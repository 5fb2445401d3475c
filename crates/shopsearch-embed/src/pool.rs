use anyhow::{Result, bail};
use candle_core::{DType, Tensor};

/// Mean over unmasked tokens followed by L2 normalisation: `[B,T,H]` -> `[B,H]`.
pub fn masked_mean_l2(hidden: &Tensor, attention_mask: &Tensor) -> Result<Tensor> {
    let dims = hidden.dims();
    if dims.len() != 3 { bail!("hidden shape must be [B,T,H], got {:?}", dims); }
    let (batch, hidden_dim) = (dims[0], dims[2]);

    let mask = attention_mask.to_device(hidden.device())?.to_dtype(hidden.dtype())?;
    let mask_3d = mask.unsqueeze(2)?.broadcast_as(hidden.shape())?;
    let sum = (hidden * &mask_3d)?.sum(1)?;
    let lengths = mask.sum(1)?.unsqueeze(1)?.to_dtype(sum.dtype())?;
    let mean = sum.broadcast_div(&lengths)?;
    let eps_val = match hidden.dtype() { DType::F16 => 1e-6f32, _ => 1e-12f32 };
    let eps = Tensor::new(&[eps_val], hidden.device())?.to_dtype(hidden.dtype())?.unsqueeze(0)?;
    let norm = mean.sqr()?.sum_keepdim(1)?.sqrt()?.broadcast_add(&eps)?;
    let out = mean.broadcast_div(&norm)?;
    if out.dims() != [batch, hidden_dim] { bail!("pooled shape {:?} != [{batch}, {hidden_dim}]", out.dims()); }
    Ok(out)
}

● **DESCRIPTION OF THE TASK**:
The response should hold exactly the lines starting at the line with "let mean = sum.broadcast_div(&lengths)?;" and ending at the line with "let out = mean.broadcast_div(&norm)?;", and no other line of the material above.

● **OUTPUT BELOW**:
    let mean = sum.broadcast_div(&lengths)?;
    let eps_val = match hidden.dtype() { DType::F16 => 1e-6f32, _ => 1e-12f32 };
    let eps = Tensor::new(&[eps_val], hidden.device())?.to_dtype(hidden.dtype())?.unsqueeze(0)?;
    let norm = mean.sqr()?.sum_keepdim(1)?.sqrt()?.broadcast_add(&eps)?;
    let out = mean.broadcast_div(&norm)?;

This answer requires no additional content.